= Peggy Mellon Hitchcock =

American heir and psychedelic patron

Margaret "Peggy" Mellon Hitchcock (June 29, 1933 – April 9, 2024) was an American heiress and psychedelic patron.

==Early life and education==
Margaret Mellon Hitchcock was born on June 29, 1933, in Manhattan as the third of five children in a privileged family. Her mother, Margaret (Mellon) Hitchcock, was the daughter of William Larimer Mellon, a founder of Gulf Oil, and her father, Thomas Hitchcock Jr. served as a lieutenant colonel in World War II before dying in a training accident in England when she was ten. She was educated at the Brearley School in Manhattan, Miss Porter's School in Farmington, Connecticut, and Bryn Mawr College in Pennsylvania.

==Career==
Hitchcock was influential in the 1960s counterculture scene, notably through her financial support of a summer program in Mexico organized by Timothy Leary and Richard Alpert, referred to by participants as a "psychedelic summer camp." During the rise of Leary's group at Harvard in 1963, Hitchcock's brothers, Billy and Tommy, acquired a 2,500-acre property in Millbrook, New York, leasing a large mansion at a minimal cost to Leary, who converted it into a center for psychedelic research. Hitchcock divided her time between her Park Avenue residence in Manhattan—later referenced in Charles Mingus's song "Peggy's Blue Skylight"—and the Millbrook property, observing key events and visits from notable figures such as Ken Kesey, the Merry Pranksters, and Allen Ginsberg.

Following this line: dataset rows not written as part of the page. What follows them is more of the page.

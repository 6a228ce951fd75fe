//! Cryptographically secure random token generation.
//!
//! All security-relevant identifiers in the application (session identifiers,
//! OAuth2 state, OIDC nonce, display correlation ids) come from here. Bytes
//! are read from the operating system CSPRNG via `getrandom`; there is no
//! fallback source, a failing entropy source is surfaced as `EntropyError`.

use base64::engine::general_purpose::URL_SAFE_NO_PAD;
use base64::Engine;

/// The system entropy source could not supply the requested bytes.
#[derive(Debug, thiserror::Error)]
#[error("entropy source failed: {0}")]
pub struct EntropyError(#[from] getrandom::Error);

/// Generate a random string from `n_bytes` of OS entropy.
///
/// Encoded as URL-safe base64 without padding when `url_safe` is true
/// (suitable for query parameters), lowercase hex otherwise.
pub fn random_string(n_bytes: usize, url_safe: bool) -> Result<String, EntropyError> {
    let mut buf = vec![0u8; n_bytes];
    getrandom::getrandom(&mut buf)?;

    if url_safe {
        Ok(URL_SAFE_NO_PAD.encode(&buf))
    } else {
        Ok(hex::encode(&buf))
    }
}
//! OpenID Connect provider client.
//!
//! `IdentityProvider` is the seam between the login flow and the identity
//! provider: authorization-URL construction, code-for-token exchange,
//! ID-token verification, and userinfo subject lookup. The production
//! implementation (`OidcProvider`) is backed by the `openidconnect` crate
//! with endpoints auto-discovered via .well-known/openid-configuration.
//! Discovery happens once at startup; a provider that cannot be discovered
//! is a fatal boot error.

use std::str::FromStr;
use std::time::Duration;

use async_trait::async_trait;
use openidconnect::core::{
    CoreAuthenticationFlow, CoreClient, CoreIdToken, CoreProviderMetadata, CoreUserInfoClaims,
};
use openidconnect::{
    AccessToken, AuthorizationCode, ClientId, ClientSecret, CsrfToken, IssuerUrl, Nonce,
    OAuth2TokenResponse, RedirectUrl, Scope, TokenResponse,
};

use crate::config::OidcConfig;

/// Request timeout for all provider calls (discovery, exchange, userinfo).
const PROVIDER_TIMEOUT: Duration = Duration::from_secs(10);

/// Error type for provider operations
#[derive(Debug, thiserror::Error)]
pub enum ProviderError {
    #[error("Discovery failed: {0}")]
    Discovery(String),

    #[error("Invalid URL: {0}")]
    InvalidUrl(String),

    #[error("Token exchange failed: {0}")]
    TokenExchange(String),

    #[error("ID token verification failed: {0}")]
    Verification(String),

    #[error("Failed to fetch user info: {0}")]
    UserInfo(String),

    #[error("Provider returned an empty subject")]
    MissingSubject,

    #[error("Configuration error: {0}")]
    Config(String),
}

/// Token bundle from a successful authorization-code exchange.
#[derive(Debug, Clone)]
pub struct TokenBundle {
    pub access_token: String,
    /// Raw ID token JWT, when the provider issued one.
    pub id_token: Option<String>,
    pub refresh_token: Option<String>,
    pub expires_in: Option<Duration>,
}

/// Claims extracted from a verified ID token.
#[derive(Debug, Clone)]
pub struct IdTokenClaims {
    pub subject: String,
    pub nonce: Option<String>,
}

/// Contract between the login flow and the identity provider.
///
/// The flow owns the state/nonce lifecycle and all validation gates; the
/// provider only supplies protocol operations. Integration tests substitute
/// a stub implementation.
#[async_trait]
pub trait IdentityProvider: Send + Sync {
    /// Build the authorization URL embedding the given state and nonce.
    fn authorization_url(&self, state: &str, nonce: &str) -> String;

    /// Exchange an authorization code for a token bundle.
    async fn exchange_code(&self, code: &str) -> Result<TokenBundle, ProviderError>;

    /// Verify an ID token's signature, issuer, and audience against the
    /// discovered provider keys, returning its claims. The nonce comparison
    /// stays with the caller.
    fn verify_id_token(&self, raw: &str) -> Result<IdTokenClaims, ProviderError>;

    /// Query the userinfo endpoint for the subject behind a token.
    async fn userinfo_subject(&self, token: &TokenBundle) -> Result<String, ProviderError>;
}

/// OIDC client with endpoints set from discovered provider metadata.
type ConfiguredCoreClient = openidconnect::Client<
    openidconnect::EmptyAdditionalClaims,
    openidconnect::core::CoreAuthDisplay,
    openidconnect::core::CoreGenderClaim,
    openidconnect::core::CoreJweContentEncryptionAlgorithm,
    openidconnect::core::CoreJsonWebKey,
    openidconnect::core::CoreAuthPrompt,
    openidconnect::StandardErrorResponse<openidconnect::core::CoreErrorResponseType>,
    openidconnect::core::CoreTokenResponse,
    openidconnect::core::CoreTokenIntrospectionResponse,
    openidconnect::core::CoreRevocableToken,
    openidconnect::core::CoreRevocationErrorResponse,
    openidconnect::EndpointSet,
    openidconnect::EndpointNotSet,
    openidconnect::EndpointNotSet,
    openidconnect::EndpointNotSet,
    openidconnect::EndpointMaybeSet,
    openidconnect::EndpointMaybeSet,
>;

/// Production provider client backed by `openidconnect`.
pub struct OidcProvider {
    client: ConfiguredCoreClient,
    http_client: reqwest::Client,
}

impl OidcProvider {
    /// Discover the provider's endpoints and signing keys, and configure the
    /// client with the given redirect URL.
    pub async fn discover(config: &OidcConfig, redirect_url: &str) -> Result<Self, ProviderError> {
        let issuer_url = IssuerUrl::new(config.issuer_url.clone())
            .map_err(|e| ProviderError::InvalidUrl(format!("issuer URL: {e}")))?;
        let redirect_url = RedirectUrl::new(redirect_url.to_string())
            .map_err(|e| ProviderError::InvalidUrl(format!("redirect URL: {e}")))?;

        let http_client = reqwest::Client::builder()
            .redirect(reqwest::redirect::Policy::none())
            .timeout(PROVIDER_TIMEOUT)
            .build()
            .map_err(|e| ProviderError::Config(format!("Failed to create HTTP client: {e}")))?;

        let metadata = CoreProviderMetadata::discover_async(issuer_url, &http_client)
            .await
            .map_err(|e| ProviderError::Discovery(e.to_string()))?;

        let client = CoreClient::from_provider_metadata(
            metadata,
            ClientId::new(config.client_id.clone()),
            Some(ClientSecret::new(config.client_secret.clone())),
        )
        .set_redirect_uri(redirect_url);

        Ok(Self {
            client,
            http_client,
        })
    }
}

#[async_trait]
impl IdentityProvider for OidcProvider {
    fn authorization_url(&self, state: &str, nonce: &str) -> String {
        let state = state.to_string();
        let nonce = nonce.to_string();

        let (auth_url, _csrf, _nonce) = self
            .client
            .authorize_url(
                CoreAuthenticationFlow::AuthorizationCode,
                move || CsrfToken::new(state),
                move || Nonce::new(nonce),
            )
            .add_scope(Scope::new("profile".to_string()))
            .add_scope(Scope::new("email".to_string()))
            .url();

        auth_url.to_string()
    }

    async fn exchange_code(&self, code: &str) -> Result<TokenBundle, ProviderError> {
        let response = self
            .client
            .exchange_code(AuthorizationCode::new(code.to_string()))
            .map_err(|e| ProviderError::TokenExchange(format!("no token endpoint: {e}")))?
            .request_async(&self.http_client)
            .await
            .map_err(|e| ProviderError::TokenExchange(e.to_string()))?;

        Ok(TokenBundle {
            access_token: response.access_token().secret().clone(),
            id_token: response.id_token().map(|t| t.to_string()),
            refresh_token: response.refresh_token().map(|t| t.secret().clone()),
            expires_in: response.expires_in(),
        })
    }

    fn verify_id_token(&self, raw: &str) -> Result<IdTokenClaims, ProviderError> {
        let id_token = CoreIdToken::from_str(raw)
            .map_err(|e| ProviderError::Verification(format!("malformed ID token: {e}")))?;

        // The nonce claim is compared against the session by the login flow,
        // where a mismatch gets its own classification.
        let claims = id_token
            .claims(&self.client.id_token_verifier(), |_: Option<&Nonce>| Ok(()))
            .map_err(|e| ProviderError::Verification(e.to_string()))?;

        Ok(IdTokenClaims {
            subject: claims.subject().as_str().to_string(),
            nonce: claims.nonce().map(|n| n.secret().clone()),
        })
    }

    async fn userinfo_subject(&self, token: &TokenBundle) -> Result<String, ProviderError> {
        let claims: CoreUserInfoClaims = self
            .client
            .user_info(AccessToken::new(token.access_token.clone()), None)
            .map_err(|e| ProviderError::UserInfo(format!("no userinfo endpoint: {e}")))?
            .request_async(&self.http_client)
            .await
            .map_err(|e| ProviderError::UserInfo(e.to_string()))?;

        let subject = claims.subject().as_str().to_string();
        if subject.is_empty() {
            return Err(ProviderError::MissingSubject);
        }

        Ok(subject)
    }
}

Following the fragmentation of the Millbrook community, Hitchcock continued to shape her diverse legacy. She maintained an intermittent relationship with Leary and subsequently began a partnership with journalist Walter Bowart, relocating with him to Arizona. In Arizona, they founded a Sufi spiritual center in the Chiricahua Mountains and married in 1970. Hitchcock also supported Bowart's publishing company, Omen Press, focusing on metaphysical and spiritual literature. The marriage ended in divorce in 1980.

In 1989, Hitchcock met the Dalai Lama in Santa Monica and subsequently embraced Buddhism, actively supporting Tibetan causes. She contributed to Tibet House in Manhattan and founded Arizona Friends of Tibet, an organization hosting teachings by the Dalai Lama and Robert Thurman, a longtime associate. She also served as chair of the board of AUDIT USA, an organization focused on election transparency.

==Personal life==
At the time of her death, Hitchcock was survived by her daughter Sophia, another daughter Nuria Bowart, stepsons Wolfe and Wythe Bowart, her brother Billy, her sister Louise Stephaich, and three grandchildren; her brother Tommy and half-brother Alexander Laughlin had predeceased her. Her third marriage, to lawyer Larry Weisman, ended in divorce, while her fourth marriage to doctor and saxophonist Allan Bayer was reportedly a happy union until his death in 2007.